Так, используя различные обстоятельства, подталкивающие к нему, с намерениями, зовись он Филипп-Август, Людовик Святой или Филипп Красивый, стать сувереном, которому все должны повиноваться, французский король смог принять вид отца и главы своей знати, защитника самых униженных подданных, поборником свобод церкви, и этого повиновения, которого было трудно потребовать, он добился. Различные классы общества без серьезного сопротивления заняли заранее приготовленное им место.
Глава XII
Интеллектуальные и моральные основы
Собрать воедино территории, подготовить политические и административные кадры, заставить население королевства принять их — все это было необходимо для создания Франции, и в то же время недостаточно. Чтобы созданное терпеливыми усилиями трех веков оказалось прочным, следовало совершить слияние собранных таким образом элементов, вдохнуть душу в это огромное тело.
Думали ли об этом Капетинги? Позволительно в этом усомниться. Эти суверены, как мы уже говорили и настаиваем на этом, работали над будущим бессознательно. Люди действия, они жили настоящим, слишком наполненным трудностями, чтобы оставалось время, даже если бы они и пожелали, думать о другом. Идея нации в том смысле, который вкладывают в нее наши современные умы, казалось, была им, как и их современникам, чуждой. Но, несомненно, они могли работать над ее созиданием, сделав ее рано или поздно реальностью.
Нация состоит, прежде всего, из людей, говорящих на одном языке. И, когда мы говорим о едином языке, мы вовсе не имеем в виду различные наречия, произошедшие от одного и того же дальнего лингвистического корня, но о языке, в котором могут еще существовать разные диалекты, по своей природе не мешающие различным национальным группам без труда понимать друг друга. Конечно, это не относилось к Франции в эпоху избрания Валуа.
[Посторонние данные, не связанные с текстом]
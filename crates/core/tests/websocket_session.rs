//! End-to-end session over a real WebSocket against a scripted router.

use std::sync::Arc;
use std::time::Duration;

use futures_util::{SinkExt, StreamExt};
use serde_json::{Value, json};
use tokio::net::TcpListener;
use tokio::sync::mpsc;
use tokio_tungstenite::tungstenite::Message as Frame;
use tokio_tungstenite::tungstenite::handshake::server::{Request, Response};
use tokio_tungstenite::tungstenite::http::HeaderValue;
use wamp::{Dict, Session, SessionConfig, SessionDelegate};
use wamp_runtime::WebSocketTransport;

struct Lifecycle(mpsc::UnboundedSender<String>);

impl SessionDelegate for Lifecycle {
	fn connected(&self, _session: &Session, session_id: u64) {
		let _ = self.0.send(format!("connected {session_id}"));
	}

	fn ended(&self, reason: &str) {
		let _ = self.0.send(format!("ended {reason}"));
	}
}

fn parse(frame: Frame) -> Vec<Value> {
	let text = frame.into_text().expect("router expects text frames");
	serde_json::from_str(&text).expect("frame should be a JSON array")
}

async fn lifecycle(rx: &mut mpsc::UnboundedReceiver<String>) -> String {
	tokio::time::timeout(Duration::from_secs(5), rx.recv())
		.await
		.expect("lifecycle notification")
		.expect("delegate channel open")
}

#[tokio::test]
async fn call_over_websocket() -> anyhow::Result<()> {
	let _ = tracing_subscriber::fmt().with_test_writer().try_init();

	let listener = TcpListener::bind("127.0.0.1:0").await?;
	let addr = listener.local_addr()?;

	let router = tokio::spawn(async move {
		let (stream, _) = listener.accept().await.expect("accept");
		let ws = tokio_tungstenite::accept_hdr_async(stream, |_: &Request, mut response: Response| {
			response
				.headers_mut()
				.insert("Sec-WebSocket-Protocol", HeaderValue::from_static("wamp.2.json"));
			Ok(response)
		})
		.await
		.expect("handshake");
		let (mut tx, mut rx) = ws.split();

		let hello = parse(rx.next().await.expect("hello").expect("hello frame"));
		assert_eq!(hello[0], json!(1));
		assert_eq!(hello[1], json!("realm1"));
		tx.send(Frame::Text(json!([2, 9, {"roles": {"dealer": {}}}]).to_string()))
			.await
			.expect("send welcome");

		let call = parse(rx.next().await.expect("call").expect("call frame"));
		assert_eq!(call[0], json!(48));
		assert_eq!(call[3], json!("org.test.add"));
		assert_eq!(call[4], json!([1, 1]));
		let request = call[1].clone();
		tx.send(Frame::Text(json!([50, request, {}, [2]]).to_string()))
			.await
			.expect("send result");

		let goodbye = parse(rx.next().await.expect("goodbye").expect("goodbye frame"));
		assert_eq!(goodbye, vec![json!(6), json!({}), json!("wamp.close.close_realm")]);
		tx.send(Frame::Text(json!([6, {}, "wamp.close.goodbye_and_out"]).to_string()))
			.await
			.expect("send goodbye");

		while let Some(Ok(frame)) = rx.next().await {
			if frame.is_close() {
				break;
			}
		}
	});

	let (events_tx, mut events) = mpsc::unbounded_channel();
	let transport = Arc::new(WebSocketTransport::new(format!("ws://{addr}/ws")));
	let session = Session::with_delegate(SessionConfig::new("realm1"), transport, Arc::new(Lifecycle(events_tx)));
	let run = tokio::spawn({
		let session = session.clone();
		async move { session.run().await }
	});

	session.connect(false)?;
	assert_eq!(lifecycle(&mut events).await, "connected 9");

	let result = session
		.call("org.test.add", Dict::new(), vec![json!(1), json!(1)], Dict::new())
		.await?;
	assert_eq!(result.args, vec![json!(2)]);

	session.disconnect()?;
	assert_eq!(lifecycle(&mut events).await, "ended wamp.close.goodbye_and_out");

	tokio::time::timeout(Duration::from_secs(5), run).await??;
	router.await?;
	Ok(())
}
В самом деле, существовало большое различие в наречиях Севера и Юга, языка ойль и языка ок, к которым следует прибавить кельтский диалект Бретани и германский диалект Фландрии. Если к ним добавить язык клириков, латынь, то можно сказать, что в момент угасания капетингской династии в королевстве Франция говорили на пяти различных языках.
И, однако, один из этих языков — язык, на котором говорили в старом королевском домене, парижской области, начинает опережать другие, становясь литературным. Это и язык, на котором самовыражается королевская власть, язык, используемый для ведения дел в Парламенте, язык, часто используемый в общественном управлении, впрочем, конкурирующий с латынью и языком ок.
Если употребление французского языка публичной властью обязано капетингским властям, то Капетинги лишь косвенно и с запозданием ответственны за выбор этого языка как литературного средства. Известно, что потомки Гуго Капета вплоть и включая Людовика IX, кажется, не имели, за исключением Роберта Благочестивого, великой склонности к духовным вещам. Нас удивляет при чтении произведений, дошедших до нас, слабая роль, которую играет французский король в литературе XII и XIII в», Однако, возможно, не следовало бы делать слишком радикальных заключений из этого молчания литературных произведений о французской королевской власти. Столько исчезнувших произведений могли содержать обратные сведения! Тем не менее, при современном состоянии нашей документации кажется, что крупные феодальные дворы — Шампань, Фландрия, Бургундия — сыграли в развитии французской литературы в эту эпоху более значительную роль, чем двор короля Франции.
Ситуация меняется с восшествием на трон Филиппа III и браком этого суверена с юной Марией Брабантской. Именно в правление этого сына Людовика Святого, для которого его наставник, доминиканец Лаврентий Орлеанский составил на французском языке, хотя и был по рождению флорентийцем, «Сумму короля», столь же значительную, сколь и непонятную, французский двор начинает ориентироваться на литературное меценатство, а суверены и их окружение обнаруживает вкус к духовным вещам. И скоро, как предвосхищение прекрасных картезианок XVII столетия, придворные дамы Филиппа Красивого делают успехи, как по крайней мере нас уверяет майоркский посланец Рамон Лулл, познавая доктрины этого оригинального и глубокого доминиканца.
Король начинает занимать в литературной области приличествующее ему место, такое, какое он занимает в политическом устройстве. Но династия вот-вот исчезнет. Валуа унаследуют эту традицию и разовьют ее. И если под влиянием королевской власти язык ойль окончательно станет языком французской литературы, то приписывать Капетингам инициативу в этом успехе мы не можем. Они лишь ускорили уже набравшее силу движение.